[Material supplied]
++++++

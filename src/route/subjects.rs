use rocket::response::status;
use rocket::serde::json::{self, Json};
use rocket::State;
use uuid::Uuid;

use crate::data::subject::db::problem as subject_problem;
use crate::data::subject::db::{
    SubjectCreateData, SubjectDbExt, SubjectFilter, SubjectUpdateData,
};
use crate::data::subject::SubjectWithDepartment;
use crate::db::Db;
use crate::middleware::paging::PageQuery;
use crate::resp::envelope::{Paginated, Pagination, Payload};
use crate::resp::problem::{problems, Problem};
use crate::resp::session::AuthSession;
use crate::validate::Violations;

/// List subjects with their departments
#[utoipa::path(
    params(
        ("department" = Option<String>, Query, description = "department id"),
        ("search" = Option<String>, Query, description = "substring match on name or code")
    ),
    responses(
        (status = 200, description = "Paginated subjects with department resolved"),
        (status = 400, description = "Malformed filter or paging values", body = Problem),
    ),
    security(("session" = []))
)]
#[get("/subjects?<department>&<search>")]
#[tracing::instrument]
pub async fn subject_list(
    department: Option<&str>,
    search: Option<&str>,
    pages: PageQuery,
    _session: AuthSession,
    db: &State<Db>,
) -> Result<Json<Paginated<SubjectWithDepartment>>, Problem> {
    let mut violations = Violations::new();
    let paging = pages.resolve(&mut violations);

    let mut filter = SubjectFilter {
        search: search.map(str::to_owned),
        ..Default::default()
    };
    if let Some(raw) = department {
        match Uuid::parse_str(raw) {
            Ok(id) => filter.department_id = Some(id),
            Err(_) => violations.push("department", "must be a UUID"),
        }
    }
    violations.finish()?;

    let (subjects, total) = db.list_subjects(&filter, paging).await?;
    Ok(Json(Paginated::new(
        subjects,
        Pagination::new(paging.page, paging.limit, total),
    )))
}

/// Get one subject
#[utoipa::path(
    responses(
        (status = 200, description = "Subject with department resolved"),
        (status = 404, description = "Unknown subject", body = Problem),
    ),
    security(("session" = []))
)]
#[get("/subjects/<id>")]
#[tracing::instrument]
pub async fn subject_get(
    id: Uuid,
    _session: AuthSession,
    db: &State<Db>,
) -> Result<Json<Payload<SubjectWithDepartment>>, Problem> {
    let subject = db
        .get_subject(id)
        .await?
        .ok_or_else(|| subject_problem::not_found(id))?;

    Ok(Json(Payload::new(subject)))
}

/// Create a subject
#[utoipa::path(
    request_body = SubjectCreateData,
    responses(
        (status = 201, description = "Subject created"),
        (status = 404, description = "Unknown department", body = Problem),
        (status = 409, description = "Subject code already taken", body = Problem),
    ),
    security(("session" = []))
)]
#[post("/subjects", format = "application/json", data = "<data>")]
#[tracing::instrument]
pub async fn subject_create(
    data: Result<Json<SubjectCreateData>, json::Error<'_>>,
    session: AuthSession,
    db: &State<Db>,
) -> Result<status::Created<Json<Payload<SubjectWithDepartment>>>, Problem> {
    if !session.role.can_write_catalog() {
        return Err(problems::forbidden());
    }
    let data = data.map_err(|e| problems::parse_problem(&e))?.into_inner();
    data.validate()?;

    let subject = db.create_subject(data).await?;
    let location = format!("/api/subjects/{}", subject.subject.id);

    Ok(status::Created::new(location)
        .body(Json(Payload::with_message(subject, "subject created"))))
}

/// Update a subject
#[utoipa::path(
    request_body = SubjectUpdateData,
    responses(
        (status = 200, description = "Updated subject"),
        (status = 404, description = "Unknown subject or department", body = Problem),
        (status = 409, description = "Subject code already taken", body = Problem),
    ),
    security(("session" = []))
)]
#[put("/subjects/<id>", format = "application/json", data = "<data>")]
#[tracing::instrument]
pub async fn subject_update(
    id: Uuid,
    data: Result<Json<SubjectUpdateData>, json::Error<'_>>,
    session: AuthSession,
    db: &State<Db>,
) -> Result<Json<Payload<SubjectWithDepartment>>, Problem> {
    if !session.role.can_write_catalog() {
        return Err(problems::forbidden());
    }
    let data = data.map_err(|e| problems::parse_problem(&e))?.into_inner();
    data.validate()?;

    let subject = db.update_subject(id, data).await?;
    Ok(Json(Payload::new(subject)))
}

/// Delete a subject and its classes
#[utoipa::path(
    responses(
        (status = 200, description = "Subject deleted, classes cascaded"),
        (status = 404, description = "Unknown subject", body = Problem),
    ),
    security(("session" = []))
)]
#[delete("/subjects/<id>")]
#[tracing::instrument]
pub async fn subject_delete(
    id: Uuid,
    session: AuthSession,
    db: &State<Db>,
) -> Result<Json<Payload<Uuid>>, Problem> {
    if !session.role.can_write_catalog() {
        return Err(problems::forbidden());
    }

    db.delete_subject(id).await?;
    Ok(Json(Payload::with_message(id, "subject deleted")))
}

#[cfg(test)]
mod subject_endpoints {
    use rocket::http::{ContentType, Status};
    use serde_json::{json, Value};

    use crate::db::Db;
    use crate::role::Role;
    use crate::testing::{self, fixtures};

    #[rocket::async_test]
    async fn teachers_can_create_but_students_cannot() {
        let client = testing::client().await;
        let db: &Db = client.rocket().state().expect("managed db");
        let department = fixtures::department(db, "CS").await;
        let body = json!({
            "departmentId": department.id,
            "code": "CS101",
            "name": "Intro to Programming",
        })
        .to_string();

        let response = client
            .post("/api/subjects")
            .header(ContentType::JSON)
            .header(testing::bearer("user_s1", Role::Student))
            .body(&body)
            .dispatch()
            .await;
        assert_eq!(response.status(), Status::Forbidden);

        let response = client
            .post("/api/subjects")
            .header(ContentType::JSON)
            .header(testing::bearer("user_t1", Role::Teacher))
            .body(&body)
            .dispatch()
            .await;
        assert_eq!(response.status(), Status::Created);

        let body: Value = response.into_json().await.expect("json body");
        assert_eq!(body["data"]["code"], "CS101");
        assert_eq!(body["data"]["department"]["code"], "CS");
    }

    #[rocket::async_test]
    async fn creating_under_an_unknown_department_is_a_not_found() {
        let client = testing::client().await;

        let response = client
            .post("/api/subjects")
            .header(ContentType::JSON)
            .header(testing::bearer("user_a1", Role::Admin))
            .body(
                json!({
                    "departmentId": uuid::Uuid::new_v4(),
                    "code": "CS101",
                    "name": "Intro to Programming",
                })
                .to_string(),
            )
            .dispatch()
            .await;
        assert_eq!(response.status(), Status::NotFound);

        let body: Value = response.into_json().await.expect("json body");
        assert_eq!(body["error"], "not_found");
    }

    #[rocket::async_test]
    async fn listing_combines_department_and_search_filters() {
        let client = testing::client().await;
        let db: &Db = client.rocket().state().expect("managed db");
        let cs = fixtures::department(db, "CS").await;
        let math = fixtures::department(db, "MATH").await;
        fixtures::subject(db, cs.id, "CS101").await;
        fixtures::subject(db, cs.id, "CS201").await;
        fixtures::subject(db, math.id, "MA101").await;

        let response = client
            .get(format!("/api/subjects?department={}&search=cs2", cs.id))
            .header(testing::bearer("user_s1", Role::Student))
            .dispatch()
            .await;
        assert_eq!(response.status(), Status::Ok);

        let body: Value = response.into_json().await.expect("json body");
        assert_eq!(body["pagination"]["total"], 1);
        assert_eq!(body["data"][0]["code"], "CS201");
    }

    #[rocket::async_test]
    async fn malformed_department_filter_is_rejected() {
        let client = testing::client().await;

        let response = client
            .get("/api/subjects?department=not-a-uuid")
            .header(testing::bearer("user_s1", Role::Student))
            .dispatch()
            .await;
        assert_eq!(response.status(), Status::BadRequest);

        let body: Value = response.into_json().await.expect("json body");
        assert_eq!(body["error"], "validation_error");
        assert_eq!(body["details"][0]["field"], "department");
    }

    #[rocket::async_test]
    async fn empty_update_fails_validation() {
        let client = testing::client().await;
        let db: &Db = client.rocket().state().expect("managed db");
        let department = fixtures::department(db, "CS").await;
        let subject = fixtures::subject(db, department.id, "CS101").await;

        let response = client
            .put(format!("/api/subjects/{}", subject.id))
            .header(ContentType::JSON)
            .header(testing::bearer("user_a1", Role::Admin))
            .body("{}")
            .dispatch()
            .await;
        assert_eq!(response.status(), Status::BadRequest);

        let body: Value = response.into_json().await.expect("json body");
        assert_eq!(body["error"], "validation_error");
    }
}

++++++

[Task objective] Apply a filter for "pages" to the data above, then copy each line that matches.

[Result]
    pages: PageQuery,
    let paging = pages.resolve(&mut violations);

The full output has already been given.